BCC in northern Wisconsin lakes also appears to be influenced by DOC, nitrogen concentration, and primary productivity (Fig. 4A), and this lends further support to the conclusion that lake productivity and substrate availability are important structuring gradients in lakes. Southern lakes appear to be influenced by phosphorus and nitrogen compounds (Fig. 4B), but the correlations are weak. The lack of evidence for strong structuring forces in southern lakes is most likely due to the similarity of these lakes (Table 1).
Conclusions.
This study has demonstrated that midsummer epilimnetic bacterial communities show variation at both within- and among-lake scales. Despite the evidence for patchiness in BCC in some of these lakes, by far the greatest portion of the variation was in the among-lake component. Heterogeneity in lakes may be ephemeral, and it appears to be largely the product of reduced water exchange between isolated portions of the lake. Thus, investigations of BCC involving many different lakes may not need to be overly concerned about within-lake horizontal heterogeneity unless there is reason to suspect that free exchanges of water are hampered in different parts of the lake.
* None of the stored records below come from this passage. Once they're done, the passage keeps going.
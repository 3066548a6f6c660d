// The new tab page: owns one page lifetime of state and wires user input and
// browser events into the pure logic modules.

use log::{debug, info};
use serde::{Deserialize, Serialize};

use crate::browser::{Browser, QueryFilter};
use crate::errors::{DiscardError, DropError};
use crate::logging;
use crate::modules::bookmarks::{self, BookmarkMenu, Rect};
use crate::modules::drag::{DragController, MoveRequest};
use crate::modules::layout::{LayoutMetrics, ListLayout};
use crate::modules::markup;
use crate::modules::memory_browser::InMemoryBrowser;
use crate::modules::render_tree::NodeHandle;
use crate::modules::router::{self, Dispatch, PageEvent};
use crate::modules::sync;
use crate::settings::SettingsStore;
use crate::state::{AppState, TabId};

pub const EXTENSION_VERSION: &str = "1.0.9.1";

/// Buttons on a tab row.
#[derive(Debug, Clone, Copy, PartialEq, Eq, Serialize, Deserialize)]
#[serde(rename_all = "camelCase")]
pub enum RowAction {
    SwitchTo,
    Reload,
    Discard,
    Close,
}

pub struct NewTabPage<B: Browser> {
    browser: B,
    state: AppState,
    drag: DragController,
    bookmarks: Option<BookmarkMenu>,
    metrics: LayoutMetrics,
}

impl<B: Browser> NewTabPage<B> {
    /// Builds the page: resolves the window of interest, reads settings,
    /// loads bookmarks if enabled, then lists the tabs.
    pub fn load<S: SettingsStore + ?Sized>(browser: B, store: &S) -> Self {
        let settings = store.get();
        logging::apply_settings(&settings);
        debug!("[Page] just loaded");

        let current_window_id = browser.current_window();
        let bookmarks = settings
            .show_bookmarks
            .then(|| bookmarks::load_bookmarks(&browser));
        let metrics = LayoutMetrics::for_settings(&settings);

        let mut page = Self {
            browser,
            state: AppState::new(settings, current_window_id),
            drag: DragController::new(),
            bookmarks,
            metrics,
        };
        page.make_list_of_tabs();
        info!(
            "[Page] TabList v. {} showing {} tabs",
            EXTENSION_VERSION, page.state.tabs_counter
        );
        page
    }

    fn make_list_of_tabs(&mut self) {
        for tab in self.browser.query(&QueryFilter::all()) {
            if !self.state.is_window_of_interest(tab.window_id) {
                continue;
            }
            sync::create_tab_node(&mut self.state, &tab);
        }
        let count = self.state.tabs_counter;
        sync::update_counter(&mut self.state, count);
    }

    /// Throws away all page state and loads again from the browser.
    pub fn reload<S: SettingsStore + ?Sized>(self, store: &S) -> Self {
        info!("[Page] Reloading");
        Self::load(self.browser, store)
    }

    pub fn handle(&mut self, event: &PageEvent) -> Dispatch {
        router::dispatch(&mut self.state, &mut self.browser, event)
    }

    pub fn row_for_tab(&self, tab_id: TabId) -> Option<NodeHandle> {
        self.state.tree.handle_of(tab_id)
    }

    /// Runs a row button. The tab id is read from the row at click time.
    pub fn row_action(&mut self, row: NodeHandle, action: RowAction) -> Result<(), DiscardError> {
        let Some((tab_id, window_id)) = self.state.tree.row(row).map(|r| (r.tab_id, r.window_id)) else {
            debug!("[Page] Row action {:?} on a removed row", action);
            return Ok(());
        };

        match action {
            RowAction::SwitchTo => self.browser.select(tab_id),
            RowAction::Reload => self.browser.reload(tab_id),
            RowAction::Discard => self.discard_tab(tab_id)?,
            RowAction::Close => {
                sync::remove_tab_node(&mut self.state, &mut self.browser, tab_id, true);
                sync::refresh_indexes(&mut self.state, &self.browser, window_id);
            }
        }
        Ok(())
    }

    fn discard_tab(&mut self, tab_id: TabId) -> Result<(), DiscardError> {
        if !self.browser.supports_discard() {
            return Err(DiscardError::Unsupported);
        }
        self.state.discard.begin(tab_id)?;
        self.browser.discard(tab_id);
        Ok(())
    }

    pub fn layout(&self) -> ListLayout<'_> {
        ListLayout::new(&self.state.tree, self.metrics)
    }

    /// Starts dragging a row by its handle. Returns false for a removed row.
    pub fn drag_start(&mut self, row: NodeHandle, page_y: f64) -> bool {
        let Some(tab_id) = self.state.tree.row(row).map(|r| r.tab_id) else {
            return false;
        };
        self.drag.drag_start(tab_id, page_y);
        true
    }

    /// Resolves a drop and asks the browser to move the tab. The rows are
    /// reordered once the browser reports the move.
    pub fn drop(&mut self, x: f64, y: f64) -> Result<MoveRequest, DropError> {
        let layout = ListLayout::new(&self.state.tree, self.metrics);
        let request = self.drag.drop(&self.state.tree, &layout, x, y)?;
        self.browser.move_tab(request.tab_id, request.properties);
        Ok(request)
    }

    /// Opens a bookmark link in a new background tab.
    pub fn open_bookmark(&mut self, bookmark_id: &str) -> bool {
        let Some(url) = self
            .bookmarks
            .as_ref()
            .and_then(|menu| menu.find_link(bookmark_id))
            .and_then(|entry| entry.url())
            .map(str::to_string)
        else {
            debug!("[Bookmarks] No link with id {}", bookmark_id);
            return false;
        };
        self.browser.create(&url, false);
        true
    }

    /// Style that keeps an opened submenu of `folder_id` inside the viewport,
    /// measured after it is shown. None when it already fits.
    pub fn bookmark_submenu_style(
        &self,
        folder_id: &str,
        submenu: Rect,
        parent: Rect,
        viewport_width: f64,
    ) -> Option<String> {
        let folder = self.bookmarks.as_ref()?.find_folder(folder_id)?;
        let offset = bookmarks::overflow_offset(submenu, parent, viewport_width, folder.top_level)?;
        debug!("[Bookmarks] Submenu of {} shifted by {}px", folder_id, offset);
        Some(bookmarks::submenu_style(offset))
    }

    pub fn render_html(&self) -> String {
        markup::render_page(&self.state, self.bookmarks.as_ref(), EXTENSION_VERSION)
    }

    pub fn state(&self) -> &AppState {
        &self.state
    }

    pub fn bookmarks(&self) -> Option<&BookmarkMenu> {
        self.bookmarks.as_ref()
    }

    pub fn browser(&self) -> &B {
        &self.browser
    }

    pub fn browser_mut(&mut self) -> &mut B {
        &mut self.browser
    }

    pub fn into_browser(self) -> B {
        self.browser
    }
}

impl NewTabPage<InMemoryBrowser> {
    /// Delivers every queued browser notification. Stops at the first one
    /// that needs a reload; the reload re-reads whatever was left.
    pub fn pump(&mut self) -> Dispatch {
        let mut outcome = Dispatch::Ignored;
        for event in self.browser.take_events() {
            match self.handle(&event) {
                Dispatch::ReloadPage => return Dispatch::ReloadPage,
                Dispatch::Handled => outcome = Dispatch::Handled,
                Dispatch::Ignored => {}
            }
        }
        outcome
    }
}
// Page geometry for hit testing.
// The list is a vertical stack: page chrome, then each window group (optional
// header, then rows with a bottom margin), then the footer.

use crate::modules::render_tree::{NodeHandle, RenderTree};
use crate::settings::Settings;
use crate::state::WindowId;

#[derive(Debug, Clone, Copy, PartialEq)]
pub struct LayoutMetrics {
    pub width: f64,
    /// Where the first window group starts (below header and bookmarks bar).
    pub content_top: f64,
    pub window_header_height: f64,
    pub row_height: f64,
    pub row_margin: f64,
    pub footer_height: f64,
}

impl Default for LayoutMetrics {
    fn default() -> Self {
        Self {
            width: 960.0,
            content_top: 16.0,
            window_header_height: 40.0,
            row_height: 56.0,
            row_margin: 8.0,
            footer_height: 48.0,
        }
    }
}

impl LayoutMetrics {
    const PAGE_HEADER_HEIGHT: f64 = 64.0;
    const BOOKMARKS_BAR_HEIGHT: f64 = 32.0;

    pub fn for_settings(settings: &Settings) -> Self {
        let mut metrics = Self::default();
        if settings.show_page_header {
            metrics.content_top += Self::PAGE_HEADER_HEIGHT;
        }
        if settings.show_bookmarks {
            metrics.content_top += Self::BOOKMARKS_BAR_HEIGHT;
        }
        metrics
    }
}

/// What sits under a point.
#[derive(Debug, Clone, Copy, PartialEq, Eq)]
pub enum Hit {
    /// Header, bookmarks bar or anything else above the list.
    PageChrome,
    WindowHeader { window_id: WindowId },
    /// Bare window frame, i.e. the margin between rows.
    WindowFrame { window_id: WindowId },
    /// Content inside a row; the row is the element's parent.
    Row { row: NodeHandle },
    Footer,
    Body,
}

pub trait HitTest {
    fn element_from_point(&self, x: f64, y: f64) -> Hit;
    fn row_margin(&self) -> f64;
    fn row_height(&self) -> f64;
}

pub struct ListLayout<'a> {
    tree: &'a RenderTree,
    metrics: LayoutMetrics,
}

impl<'a> ListLayout<'a> {
    pub fn new(tree: &'a RenderTree, metrics: LayoutMetrics) -> Self {
        Self { tree, metrics }
    }

    /// Vertical bands in page order.
    fn bands(&self) -> Vec<(f64, f64, Hit)> {
        let m = &self.metrics;
        let mut bands = Vec::new();
        let mut y = m.content_top;

        for group in self.tree.groups() {
            let window_id = group.window_id;
            if group.framed {
                bands.push((y, y + m.window_header_height, Hit::WindowHeader { window_id }));
                y += m.window_header_height;
            }
            for handle in group.children() {
                // hidden rows are not displayed
                if self.tree.row(*handle).map_or(true, |r| r.hidden) {
                    continue;
                }
                bands.push((y, y + m.row_height, Hit::Row { row: *handle }));
                bands.push((
                    y + m.row_height,
                    y + m.row_height + m.row_margin,
                    Hit::WindowFrame { window_id },
                ));
                y += m.row_height + m.row_margin;
            }
        }
        bands.push((y, y + m.footer_height, Hit::Footer));
        bands
    }

    /// Top edge of a row, if displayed.
    pub fn row_top(&self, handle: NodeHandle) -> Option<f64> {
        self.bands().into_iter().find_map(|(top, _, hit)| match hit {
            Hit::Row { row } if row == handle => Some(top),
            _ => None,
        })
    }
}

impl HitTest for ListLayout<'_> {
    fn element_from_point(&self, x: f64, y: f64) -> Hit {
        if x < 0.0 || x >= self.metrics.width {
            return Hit::Body;
        }
        if y < self.metrics.content_top {
            return Hit::PageChrome;
        }
        self.bands()
            .into_iter()
            .find(|(top, bottom, _)| y >= *top && y < *bottom)
            .map_or(Hit::Body, |(_, _, hit)| hit)
    }

    fn row_margin(&self) -> f64 {
        self.metrics.row_margin
    }

    fn row_height(&self) -> f64 {
        self.metrics.row_height
    }
}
Among-lake variation in BCC appears to be structured by strong gradients of lake productivity and DOC availability, although regionalization of bacteria may play some role. There is a need for large-scale studies of BCC involving the simultaneous evaluation of regionalization, lake trophic status, and DOC availability.
We thank G. Lauster, A. Kent, T. Kratz, and J. Thoyre for valuable assistance with data collection and with preparation of the manuscript. We also thank J. Chipman for graciously producing the images for Fig. 1.